Carbon offsetting, removal, and markets: a glossary of terms.
The topic of carbon offsetting and removal, as well as the language used, can be complex.
How do carbon neutrality and Net Zero differ? How does permanence relate to carbon offsetting? Why are carbon emissions measured as tCO₂e? We've put together a glossary of terms to help you keep track of all the terminology you'll encounter on your journey to a greener world.
Bookmark this glossary for whenever you need it again!
Additionality: a project has resulted in carbon emission reductions or removals in addition to what would have occurred in the absence of the project or “business as usual” scenario — so the project needed to exist for the extra emissions to be reduced or removed. It is an important, and long-standing principle within the voluntary carbon market.
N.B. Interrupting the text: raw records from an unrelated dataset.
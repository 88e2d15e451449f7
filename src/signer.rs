//! Collection-meta signing
//!
//! Production deployments of the ratings service expect the collection
//! metadata to be signed before creation. Signing is a deployment concern
//! (keys live server-side), so it is modeled as a pluggable collaborator:
//! the client invokes the configured [`CollectionSigner`] on every creation
//! request, and the default [`NoOpSigner`] submits the metadata unsigned.

use crate::types::{CollectionMeta, CreateCollectionBody};
use crate::Result;
use async_trait::async_trait;

/// Trait for turning collection metadata into a creation request body
///
/// Implementations may call out to a signing service, which is why the
/// method is async.
///
/// # Examples
///
/// ```
/// use fyre_ratings::{CollectionMeta, CollectionSigner, CreateCollectionBody, NoOpSigner};
///
/// # #[tokio::main(flavor = "current_thread")]
/// # async fn main() -> Result<(), Box<dyn std::error::Error>> {
/// let signer = NoOpSigner;
/// let meta = CollectionMeta::ratings("art-1", "Title", "http://example.com/a");
/// let body = signer.sign(meta).await?;
/// assert!(!body.signed);
/// # Ok(())
/// # }
/// ```
#[async_trait]
pub trait CollectionSigner: Send + Sync {
    /// Produce the creation request body for the given metadata
    ///
    /// # Errors
    ///
    /// Implementations return an error if signing fails; the creation
    /// request is then not issued.
    async fn sign(&self, meta: CollectionMeta) -> Result<CreateCollectionBody>;
}

/// Signer that submits collection metadata unsigned
///
/// This matches the upstream widget's behavior and is suitable for
/// development networks that accept unsigned creation payloads.
pub struct NoOpSigner;

#[async_trait]
impl CollectionSigner for NoOpSigner {
    async fn sign(&self, meta: CollectionMeta) -> Result<CreateCollectionBody> {
        Ok(CreateCollectionBody {
            signed: false,
            collection_meta: meta,
        })
    }
}
//! Error types for fyre-ratings
//!
//! The taxonomy separates programmer errors (unknown endpoint, bad arity,
//! posting without a login) from service failures. Programmer errors fail
//! fast and are never retried; transient service failures during bootstrap
//! feed the bounded retry policy of the acquisition state machine.

use thiserror::Error;

/// Result type alias for fyre-ratings operations
pub type Result<T> = std::result::Result<T, Error>;

/// Main error type for fyre-ratings
#[derive(Debug, Error)]
pub enum Error {
    /// Configuration error (invalid retry policy, empty network, client build failure)
    #[error("configuration error: {message}")]
    Config {
        /// Human-readable description of the configuration issue
        message: String,
    },

    /// Endpoint name not present in the template table
    #[error("unknown endpoint: {0}")]
    UnknownEndpoint(String),

    /// Placeholder count of a template does not match the supplied arguments
    #[error("endpoint {endpoint} takes {expected} argument(s), got {supplied}")]
    ArgumentCountMismatch {
        /// The endpoint whose template was being resolved
        endpoint: String,
        /// Number of placeholders in the template
        expected: usize,
        /// Number of arguments supplied by the caller
        supplied: usize,
    },

    /// `login` was called with an empty token
    #[error("login requires a non-empty token")]
    EmptyToken,

    /// An operation needs an acquired collection, but none has been resolved yet
    #[error("no collection acquired yet; call acquire first")]
    NotAcquired,

    /// `post_rating` was called before a successful `login`
    #[error("must be authenticated to post a rating")]
    Unauthenticated,

    /// Bootstrap endpoint answered with a non-success status
    #[error("bootstrap request returned HTTP {status}")]
    Bootstrap {
        /// The HTTP status returned by the bootstrap endpoint
        status: u16,
    },

    /// Collection creation was rejected with a status other than 409
    #[error("collection creation failed with HTTP {status}")]
    CreationFailed {
        /// The HTTP status returned by the creation endpoint
        status: u16,
    },

    /// Rating submission was rejected by the service
    #[error("rating submission rejected with HTTP {status}")]
    RatingRejected {
        /// The HTTP status returned by the rating endpoint
        status: u16,
    },

    /// All bootstrap attempts failed and the acquisition gave up
    #[error("collection acquisition exhausted after {attempts} attempt(s)")]
    AcquisitionExhausted {
        /// Number of bootstrap attempts that were made
        attempts: u32,
    },

    /// Transport-level error from the HTTP client
    #[error("network error: {0}")]
    Network(#[from] reqwest::Error),

    /// A resolved endpoint string was not a valid URL
    #[error("invalid endpoint URL: {0}")]
    InvalidUrl(#[from] url::ParseError),

    /// The service answered with a body the client could not interpret
    #[error("unexpected response: {0}")]
    UnexpectedResponse(String),

    /// Serialization error
    #[error("serialization error: {0}")]
    Serialization(#[from] serde_json::Error),
}

impl Error {
    /// Returns true if the error is transient and the bootstrap retry policy applies
    ///
    /// Transient errors are transport failures and non-success bootstrap
    /// statuses. Everything else is permanent: programmer errors fail fast
    /// and definitive service rejections are surfaced as-is.
    pub fn is_transient(&self) -> bool {
        match self {
            Error::Bootstrap { .. } | Error::Network(_) => true,
            Error::Config { .. }
            | Error::UnknownEndpoint(_)
            | Error::ArgumentCountMismatch { .. }
            | Error::EmptyToken
            | Error::NotAcquired
            | Error::Unauthenticated
            | Error::CreationFailed { .. }
            | Error::RatingRejected { .. }
            | Error::AcquisitionExhausted { .. }
            | Error::InvalidUrl(_)
            | Error::UnexpectedResponse(_)
            | Error::Serialization(_) => false,
        }
    }
}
Afforestation: establishment of a forest or stand of trees in an area where there was no previous tree cover.
Biochar: a carbon-rich material similar to charcoal, but produced by a specific method of heating biomass waste in a low-oxygen environment. It is then applied to soil where the carbon will be safely stored, whilst also improving the quality of the soil for plant growth.
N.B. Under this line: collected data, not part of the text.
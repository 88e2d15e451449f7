//! Configuration types for fyre-ratings

use crate::error::{Error, Result};
use serde::{Deserialize, Serialize};
use std::time::Duration;

/// Bootstrap retry behavior for collection acquisition
///
/// The acquisition state machine issues at most `max_attempts` bootstrap
/// requests per `acquire` call, sleeping `retry_delay` between the second
/// and later attempts. The delay is fixed, not exponential; the service's
/// collection creation just needs a moment to become visible.
#[derive(Clone, Debug, Serialize, Deserialize)]
pub struct RetryPolicy {
    /// Maximum bootstrap attempts per acquisition (default: 3)
    #[serde(default = "default_max_attempts")]
    pub max_attempts: u32,

    /// Fixed delay between retried bootstrap attempts (default: 2000 ms)
    #[serde(default = "default_retry_delay")]
    pub retry_delay: Duration,
}

impl Default for RetryPolicy {
    fn default() -> Self {
        Self {
            max_attempts: default_max_attempts(),
            retry_delay: default_retry_delay(),
        }
    }
}

/// Metadata about the embedding page, stamped into the collection-creation payload
#[derive(Clone, Debug, Default, Serialize, Deserialize)]
pub struct PageMetadata {
    /// Document title of the embedding page
    #[serde(default)]
    pub title: String,

    /// Canonical URL of the embedding page
    #[serde(default)]
    pub url: String,
}

/// Main configuration for [`RatingsClient`](crate::RatingsClient)
#[derive(Clone, Debug, Serialize, Deserialize)]
pub struct Config {
    /// Livefyre network domain (default: "client-solutions.fyre.co")
    #[serde(default = "default_network")]
    pub network: String,

    /// Explicit base URL for the bootstrap host
    ///
    /// When `None`, the host is derived as `http://bootstrap.<network>`.
    /// Overrides exist mainly so tests can point both service roles at a
    /// single mock server.
    #[serde(default)]
    pub bootstrap_base: Option<String>,

    /// Explicit base URL for the quill (write) host
    ///
    /// When `None`, the host is derived as `http://quill.<network>`.
    #[serde(default)]
    pub quill_base: Option<String>,

    /// Embedding-page metadata used when creating a collection
    #[serde(default)]
    pub page: PageMetadata,

    /// Bootstrap retry policy
    #[serde(default)]
    pub retry: RetryPolicy,

    /// Per-request HTTP timeout (default: 30 seconds)
    #[serde(default = "default_request_timeout")]
    pub request_timeout: Duration,

    /// Reproduce the upstream widget's silent-hang behavior on retry exhaustion
    ///
    /// The original client never resolved or rejected an acquisition once
    /// its attempt budget was spent. With this flag set, `acquire` pends
    /// forever after exhaustion instead of returning
    /// [`Error::AcquisitionExhausted`]. Off by default; intended for parity
    /// testing against the upstream widget only.
    #[serde(default)]
    pub legacy_silent_exhaustion: bool,
}

impl Default for Config {
    fn default() -> Self {
        Self {
            network: default_network(),
            bootstrap_base: None,
            quill_base: None,
            page: PageMetadata::default(),
            retry: RetryPolicy::default(),
            request_timeout: default_request_timeout(),
            legacy_silent_exhaustion: false,
        }
    }
}

impl Config {
    /// Validate the configuration
    ///
    /// # Errors
    ///
    /// Returns [`Error::Config`] if `retry.max_attempts` is zero or the
    /// network domain is empty.
    pub fn validate(&self) -> Result<()> {
        if self.retry.max_attempts == 0 {
            return Err(Error::Config {
                message: "retry.max_attempts must be at least 1".to_string(),
            });
        }
        if self.network.is_empty() {
            return Err(Error::Config {
                message: "network must not be empty".to_string(),
            });
        }
        Ok(())
    }
}

fn default_network() -> String {
    "client-solutions.fyre.co".to_string()
}

fn default_max_attempts() -> u32 {
    3
}

fn default_retry_delay() -> Duration {
    Duration::from_millis(2000)
}

fn default_request_timeout() -> Duration {
    Duration::from_secs(30)
}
Bio-oil sequestration: waste biomass (typically from agriculture) is converted into a stable, carbon-rich liquid known as “bio-oil”. The bio-oil is then injected deep underground, permanently storing the carbon.
Blue carbon: the carbon captured by living organisms in coastal (e.g., mangroves, salt marshes, seagrasses, etc.) and marine ecosystems, stored in biomass and sediments.
Carbon capture: a process in which CO₂ from industrial and energy-related sources is separated (captured), conditioned, and compressed. It is then stored safely, known as carbon capture and storage, or used to create products such as sparkling water or building materials, known as carbon capture and usage.
Carbon credit: a unit used to represent emissions removal or reduction/avoidance, sold by carbon projects to carbon buyers as a way to compensate for emissions produced elsewhere. One carbon credit is equal to one tonne of CO₂e reduction or removal.
Carbon drawdown: used as a synonym for carbon removal or CDR.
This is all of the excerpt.